**WHAT YOU NEED TO DO**:
All the entries that follow are to be returned exactly.

[Start of section]

// Feature extraction and classification errors

use std::fmt;

/// Errors from the sub-band extractor and the nearest-mean classifier.
#[derive(Debug, Clone, PartialEq)]
pub enum AnalysisError {
    /// Malformed input: empty frame, zero frame length, zero band count.
    InvalidInput { reason: String },

    /// Classification was attempted against a model with no labels.
    EmptyModel,

    /// Feature vector length does not match the model's band count.
    ConfigMismatch { expected: usize, found: usize },

    /// Audio sample rate does not match the rate the model was trained at.
    SampleRateMismatch { expected: u32, found: u32 },
}

impl fmt::Display for AnalysisError {
    fn fmt(&self, f: &mut fmt::Formatter<'_>) -> fmt::Result {
        match self {
            AnalysisError::InvalidInput { reason } => {
                write!(f, "invalid input: {}", reason)
            }
            AnalysisError::EmptyModel => {
                write!(f, "model contains no command labels")
            }
            AnalysisError::ConfigMismatch { expected, found } => {
                write!(
                    f,
                    "feature vector has {} bands but the model expects {}",
                    found, expected
                )
            }
            AnalysisError::SampleRateMismatch { expected, found } => {
                write!(
                    f,
                    "audio sample rate is {} Hz but the model was trained at {} Hz",
                    found, expected
                )
            }
        }
    }
}

impl std::error::Error for AnalysisError {}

[End of section]

**SOLUTION TO THIS EXERCISE**:
// Feature extraction and classification errors

use std::fmt;

/// Errors from the sub-band extractor and the nearest-mean classifier.
#[derive(Debug, Clone, PartialEq)]
pub enum AnalysisError {
    /// Malformed input: empty frame, zero frame length, zero band count.
    InvalidInput { reason: String },

    /// Classification was attempted against a model with no labels.
    EmptyModel,

    /// Feature vector length does not match the model's band count.
    ConfigMismatch { expected: usize, found: usize },

    /// Audio sample rate does not match the rate the model was trained at.
    SampleRateMismatch { expected: u32, found: u32 },
}

impl fmt::Display for AnalysisError {
    fn fmt(&self, f: &mut fmt::Formatter<'_>) -> fmt::Result {
        match self {
            AnalysisError::InvalidInput { reason } => {
                write!(f, "invalid input: {}", reason)
            }
            AnalysisError::EmptyModel => {
                write!(f, "model contains no command labels")
            }
            AnalysisError::ConfigMismatch { expected, found } => {
                write!(
                    f,
                    "feature vector has {} bands but the model expects {}",
                    found, expected
                )
            }
            AnalysisError::SampleRateMismatch { expected, found } => {
                write!(
                    f,
                    "audio sample rate is {} Hz but the model was trained at {} Hz",
                    found, expected
                )
            }
        }
    }
}

impl std::error::Error for AnalysisError {}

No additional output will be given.